- [PROBLEM REQUIREMENTS]:
Nothing but the entries, copied exactly, should appear in the response.

- [EXERCISE MATERIALS]:

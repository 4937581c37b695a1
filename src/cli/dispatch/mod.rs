//! Command-line argument dispatch.
//!
//! Parses validated CLI arguments and maps them to the appropriate action,
//! such as starting the API server with its full configuration.

use crate::cli::actions::{server::Args, Action};
use crate::cli::commands;
use anyhow::{Context, Result};
use secrecy::SecretString;

/// Map validated CLI matches to a server action.
///
/// # Errors
/// Returns an error if required arguments are missing or inconsistent.
pub fn handler(matches: &clap::ArgMatches) -> Result<Action> {
    let port = matches
        .get_one::<u16>(commands::ARG_PORT)
        .copied()
        .unwrap_or(8080);
    let dsn = matches
        .get_one::<String>(commands::ARG_DSN)
        .cloned()
        .context("missing required argument: --dsn")?;
    let verifier_url = matches
        .get_one::<String>(commands::ARG_VERIFIER_URL)
        .cloned()
        .context("missing required argument: --verifier-url")?;
    let verifier_service_key = matches
        .get_one::<String>(commands::ARG_VERIFIER_SERVICE_KEY)
        .cloned()
        .map(SecretString::from)
        .context("missing required argument: --verifier-service-key")?;
    let login_url = matches
        .get_one::<String>(commands::ARG_LOGIN_URL)
        .cloned()
        .context("missing required argument: --login-url")?;
    let dashboard_origin = matches
        .get_one::<String>(commands::ARG_DASHBOARD_ORIGIN)
        .cloned()
        .context("missing required argument: --dashboard-origin")?;
    let session_ttl_seconds = matches
        .get_one::<i64>(commands::ARG_SESSION_TTL_SECONDS)
        .copied()
        .unwrap_or(crate::auth::session::DEFAULT_SESSION_TTL_SECONDS);
    let cookie_secure = matches.get_flag(commands::ARG_COOKIE_SECURE);

    Ok(Action::Server(Args {
        port,
        dsn,
        verifier_url,
        verifier_service_key,
        login_url,
        dashboard_origin,
        session_ttl_seconds,
        cookie_secure,
    }))
}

- [REPLY]:
repository 4937581c37b695a1
filename src/cli/dispatch/mod.rs
//! Command-line argument dispatch.
//!
//! Parses validated CLI arguments and maps them to the appropriate action,
//! such as starting the API server with its full configuration.

use crate::cli::actions::{server::Args, Action};
use crate::cli::commands;
use anyhow::{Context, Result};
use secrecy::SecretString;

/// Map validated CLI matches to a server action.
///
/// # Errors
/// Returns an error if required arguments are missing or inconsistent.
pub fn handler(matches: &clap::ArgMatches) -> Result<Action> {
    let port = matches
        .get_one::<u16>(commands::ARG_PORT)
        .copied()
        .unwrap_or(8080);
    let dsn = matches
        .get_one::<String>(commands::ARG_DSN)
        .cloned()
        .context("missing required argument: --dsn")?;
    let verifier_url = matches
        .get_one::<String>(commands::ARG_VERIFIER_URL)
        .cloned()
        .context("missing required argument: --verifier-url")?;
    let verifier_service_key = matches
        .get_one::<String>(commands::ARG_VERIFIER_SERVICE_KEY)
        .cloned()
        .map(SecretString::from)
        .context("missing required argument: --verifier-service-key")?;
    let login_url = matches
        .get_one::<String>(commands::ARG_LOGIN_URL)
        .cloned()
        .context("missing required argument: --login-url")?;
    let dashboard_origin = matches
        .get_one::<String>(commands::ARG_DASHBOARD_ORIGIN)
        .cloned()
        .context("missing required argument: --dashboard-origin")?;
    let session_ttl_seconds = matches
        .get_one::<i64>(commands::ARG_SESSION_TTL_SECONDS)
        .copied()
        .unwrap_or(crate::auth::session::DEFAULT_SESSION_TTL_SECONDS);
    let cookie_secure = matches.get_flag(commands::ARG_COOKIE_SECURE);

    Ok(Action::Server(Args {
        port,
        dsn,
        verifier_url,
        verifier_service_key,
        login_url,
        dashboard_origin,
        session_ttl_seconds,
        cookie_secure,
    }))
}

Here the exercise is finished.